Exercise requirements:
Please copy the material under this line exactly, keeping every line.

Data to process:
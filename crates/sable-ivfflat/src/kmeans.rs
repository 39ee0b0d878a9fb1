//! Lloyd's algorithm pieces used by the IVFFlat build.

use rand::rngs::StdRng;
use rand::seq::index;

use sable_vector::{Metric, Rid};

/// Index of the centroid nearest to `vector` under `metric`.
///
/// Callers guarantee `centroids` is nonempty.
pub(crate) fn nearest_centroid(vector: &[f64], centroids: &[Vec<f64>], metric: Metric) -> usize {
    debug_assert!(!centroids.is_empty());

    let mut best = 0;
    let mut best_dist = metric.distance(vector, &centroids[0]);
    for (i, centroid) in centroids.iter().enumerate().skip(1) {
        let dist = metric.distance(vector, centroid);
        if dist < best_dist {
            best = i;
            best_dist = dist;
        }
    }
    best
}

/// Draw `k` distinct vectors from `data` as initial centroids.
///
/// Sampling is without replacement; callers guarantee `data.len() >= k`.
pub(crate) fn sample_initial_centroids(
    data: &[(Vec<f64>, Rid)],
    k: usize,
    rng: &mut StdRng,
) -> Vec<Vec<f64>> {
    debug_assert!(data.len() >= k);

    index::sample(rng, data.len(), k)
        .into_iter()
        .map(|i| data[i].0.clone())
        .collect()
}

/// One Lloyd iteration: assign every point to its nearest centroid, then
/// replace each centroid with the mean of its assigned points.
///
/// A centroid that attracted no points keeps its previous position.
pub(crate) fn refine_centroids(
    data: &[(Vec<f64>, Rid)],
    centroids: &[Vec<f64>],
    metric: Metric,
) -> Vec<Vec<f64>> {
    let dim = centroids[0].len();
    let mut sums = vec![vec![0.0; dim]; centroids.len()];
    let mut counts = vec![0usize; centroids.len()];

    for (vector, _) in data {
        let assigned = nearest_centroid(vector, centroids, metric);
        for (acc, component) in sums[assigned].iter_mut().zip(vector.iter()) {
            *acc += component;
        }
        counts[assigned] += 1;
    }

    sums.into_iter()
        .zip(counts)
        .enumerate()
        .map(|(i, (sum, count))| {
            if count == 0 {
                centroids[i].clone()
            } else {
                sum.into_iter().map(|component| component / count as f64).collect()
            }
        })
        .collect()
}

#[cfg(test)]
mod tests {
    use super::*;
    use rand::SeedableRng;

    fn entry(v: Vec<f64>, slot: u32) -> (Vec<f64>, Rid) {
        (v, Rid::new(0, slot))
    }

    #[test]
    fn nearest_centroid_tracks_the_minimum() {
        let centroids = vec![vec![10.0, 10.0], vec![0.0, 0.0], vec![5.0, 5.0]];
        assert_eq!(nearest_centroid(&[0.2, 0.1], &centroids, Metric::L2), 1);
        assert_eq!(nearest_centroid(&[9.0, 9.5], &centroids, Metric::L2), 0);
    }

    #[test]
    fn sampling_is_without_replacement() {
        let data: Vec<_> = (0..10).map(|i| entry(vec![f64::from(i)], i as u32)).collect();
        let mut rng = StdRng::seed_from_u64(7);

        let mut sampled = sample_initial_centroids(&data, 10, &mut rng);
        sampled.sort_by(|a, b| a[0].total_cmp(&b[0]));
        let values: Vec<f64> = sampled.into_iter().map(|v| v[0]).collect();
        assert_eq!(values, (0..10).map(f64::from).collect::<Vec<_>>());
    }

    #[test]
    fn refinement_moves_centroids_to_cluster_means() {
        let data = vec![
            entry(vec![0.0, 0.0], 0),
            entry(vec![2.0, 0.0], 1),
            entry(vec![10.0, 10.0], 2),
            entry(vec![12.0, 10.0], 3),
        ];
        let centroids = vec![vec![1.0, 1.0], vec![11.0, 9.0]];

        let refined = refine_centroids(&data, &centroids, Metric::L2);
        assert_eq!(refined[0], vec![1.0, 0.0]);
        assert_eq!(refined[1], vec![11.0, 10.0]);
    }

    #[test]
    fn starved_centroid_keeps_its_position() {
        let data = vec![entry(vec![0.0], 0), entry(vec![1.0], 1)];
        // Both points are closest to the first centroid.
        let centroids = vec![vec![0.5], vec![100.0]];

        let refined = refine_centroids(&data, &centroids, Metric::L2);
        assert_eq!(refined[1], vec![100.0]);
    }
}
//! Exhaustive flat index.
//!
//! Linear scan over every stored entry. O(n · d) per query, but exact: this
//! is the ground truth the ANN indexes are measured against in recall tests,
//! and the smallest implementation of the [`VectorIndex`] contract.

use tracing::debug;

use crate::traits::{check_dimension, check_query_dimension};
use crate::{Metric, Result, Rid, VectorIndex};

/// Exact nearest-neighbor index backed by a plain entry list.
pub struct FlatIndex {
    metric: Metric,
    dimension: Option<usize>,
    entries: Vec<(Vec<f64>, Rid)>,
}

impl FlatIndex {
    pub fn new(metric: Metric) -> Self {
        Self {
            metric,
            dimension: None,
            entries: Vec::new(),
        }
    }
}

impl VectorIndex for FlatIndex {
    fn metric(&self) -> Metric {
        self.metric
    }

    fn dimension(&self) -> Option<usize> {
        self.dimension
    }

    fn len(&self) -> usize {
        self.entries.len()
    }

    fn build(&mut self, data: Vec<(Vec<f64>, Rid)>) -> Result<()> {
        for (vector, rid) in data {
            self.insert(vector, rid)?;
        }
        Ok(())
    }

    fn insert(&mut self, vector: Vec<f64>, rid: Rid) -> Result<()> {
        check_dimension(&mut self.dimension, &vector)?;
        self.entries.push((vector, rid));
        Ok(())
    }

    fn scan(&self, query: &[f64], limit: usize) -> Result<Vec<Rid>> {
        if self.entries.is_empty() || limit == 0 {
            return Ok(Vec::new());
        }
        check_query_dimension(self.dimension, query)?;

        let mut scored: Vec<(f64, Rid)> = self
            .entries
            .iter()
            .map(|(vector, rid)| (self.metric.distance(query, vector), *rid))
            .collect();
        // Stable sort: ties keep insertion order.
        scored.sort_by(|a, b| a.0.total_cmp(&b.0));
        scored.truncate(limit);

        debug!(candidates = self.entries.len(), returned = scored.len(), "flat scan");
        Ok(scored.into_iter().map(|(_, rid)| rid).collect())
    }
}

Exercise output:
filename crates/sable-ivfflat/src/kmeans.rs
repository 39ee0b0d878a9fb1
//! Lloyd's algorithm pieces used by the IVFFlat build.

use rand::rngs::StdRng;
use rand::seq::index;

use sable_vector::{Metric, Rid};

/// Index of the centroid nearest to `vector` under `metric`.
///
/// Callers guarantee `centroids` is nonempty.
pub(crate) fn nearest_centroid(vector: &[f64], centroids: &[Vec<f64>], metric: Metric) -> usize {
    debug_assert!(!centroids.is_empty());

    let mut best = 0;
    let mut best_dist = metric.distance(vector, &centroids[0]);
    for (i, centroid) in centroids.iter().enumerate().skip(1) {
        let dist = metric.distance(vector, centroid);
        if dist < best_dist {
            best = i;
            best_dist = dist;
        }
    }
    best
}

/// Draw `k` distinct vectors from `data` as initial centroids.
///
/// Sampling is without replacement; callers guarantee `data.len() >= k`.
pub(crate) fn sample_initial_centroids(
    data: &[(Vec<f64>, Rid)],
    k: usize,
    rng: &mut StdRng,
) -> Vec<Vec<f64>> {
    debug_assert!(data.len() >= k);

    index::sample(rng, data.len(), k)
        .into_iter()
        .map(|i| data[i].0.clone())
        .collect()
}

/// One Lloyd iteration: assign every point to its nearest centroid, then
/// replace each centroid with the mean of its assigned points.
///
/// A centroid that attracted no points keeps its previous position.
pub(crate) fn refine_centroids(
    data: &[(Vec<f64>, Rid)],
    centroids: &[Vec<f64>],
    metric: Metric,
) -> Vec<Vec<f64>> {
    let dim = centroids[0].len();
    let mut sums = vec![vec![0.0; dim]; centroids.len()];
    let mut counts = vec![0usize; centroids.len()];

    for (vector, _) in data {
        let assigned = nearest_centroid(vector, centroids, metric);
        for (acc, component) in sums[assigned].iter_mut().zip(vector.iter()) {
            *acc += component;
        }
        counts[assigned] += 1;
    }

    sums.into_iter()
        .zip(counts)
        .enumerate()
        .map(|(i, (sum, count))| {
            if count == 0 {
                centroids[i].clone()
            } else {
                sum.into_iter().map(|component| component / count as f64).collect()
            }
        })
        .collect()
}

#[cfg(test)]
mod tests {
    use super::*;
    use rand::SeedableRng;

    fn entry(v: Vec<f64>, slot: u32) -> (Vec<f64>, Rid) {
        (v, Rid::new(0, slot))
    }

    #[test]
    fn nearest_centroid_tracks_the_minimum() {
        let centroids = vec![vec![10.0, 10.0], vec![0.0, 0.0], vec![5.0, 5.0]];
        assert_eq!(nearest_centroid(&[0.2, 0.1], &centroids, Metric::L2), 1);
        assert_eq!(nearest_centroid(&[9.0, 9.5], &centroids, Metric::L2), 0);
    }

    #[test]
    fn sampling_is_without_replacement() {
        let data: Vec<_> = (0..10).map(|i| entry(vec![f64::from(i)], i as u32)).collect();
        let mut rng = StdRng::seed_from_u64(7);

        let mut sampled = sample_initial_centroids(&data, 10, &mut rng);
        sampled.sort_by(|a, b| a[0].total_cmp(&b[0]));
        let values: Vec<f64> = sampled.into_iter().map(|v| v[0]).collect();
        assert_eq!(values, (0..10).map(f64::from).collect::<Vec<_>>());
    }

    #[test]
    fn refinement_moves_centroids_to_cluster_means() {
        let data = vec![
            entry(vec![0.0, 0.0], 0),
            entry(vec![2.0, 0.0], 1),
            entry(vec![10.0, 10.0], 2),
            entry(vec![12.0, 10.0], 3),
        ];
        let centroids = vec![vec![1.0, 1.0], vec![11.0, 9.0]];

        let refined = refine_centroids(&data, &centroids, Metric::L2);
        assert_eq!(refined[0], vec![1.0, 0.0]);
        assert_eq!(refined[1], vec![11.0, 10.0]);
    }

    #[test]
    fn starved_centroid_keeps_its_position() {
        let data = vec![entry(vec![0.0], 0), entry(vec![1.0], 1)];
        // Both points are closest to the first centroid.
        let centroids = vec![vec![0.5], vec![100.0]];

        let refined = refine_centroids(&data, &centroids, Metric::L2);
        assert_eq!(refined[1], vec![100.0]);
    }
}
//! Exhaustive flat index.
//!
//! Linear scan over every stored entry. O(n · d) per query, but exact: this
//! is the ground truth the ANN indexes are measured against in recall tests,
//! and the smallest implementation of the [`VectorIndex`] contract.

use tracing::debug;

use crate::traits::{check_dimension, check_query_dimension};
use crate::{Metric, Result, Rid, VectorIndex};

/// Exact nearest-neighbor index backed by a plain entry list.
pub struct FlatIndex {
    metric: Metric,
    dimension: Option<usize>,
    entries: Vec<(Vec<f64>, Rid)>,
}

impl FlatIndex {
    pub fn new(metric: Metric) -> Self {
        Self {
            metric,
            dimension: None,
            entries: Vec::new(),
        }
    }
}

impl VectorIndex for FlatIndex {
    fn metric(&self) -> Metric {
        self.metric
    }

    fn dimension(&self) -> Option<usize> {
        self.dimension
    }

    fn len(&self) -> usize {
        self.entries.len()
    }

    fn build(&mut self, data: Vec<(Vec<f64>, Rid)>) -> Result<()> {
        for (vector, rid) in data {
            self.insert(vector, rid)?;
        }
        Ok(())
    }

    fn insert(&mut self, vector: Vec<f64>, rid: Rid) -> Result<()> {
        check_dimension(&mut self.dimension, &vector)?;
        self.entries.push((vector, rid));
        Ok(())
    }

    fn scan(&self, query: &[f64], limit: usize) -> Result<Vec<Rid>> {
        if self.entries.is_empty() || limit == 0 {
            return Ok(Vec::new());
        }
        check_query_dimension(self.dimension, query)?;

        let mut scored: Vec<(f64, Rid)> = self
            .entries
            .iter()
            .map(|(vector, rid)| (self.metric.distance(query, vector), *rid))
            .collect();
        // Stable sort: ties keep insertion order.
        scored.sort_by(|a, b| a.0.total_cmp(&b.0));
        scored.truncate(limit);

        debug!(candidates = self.entries.len(), returned = scored.len(), "flat scan");
        Ok(scored.into_iter().map(|(_, rid)| rid).collect())
    }
}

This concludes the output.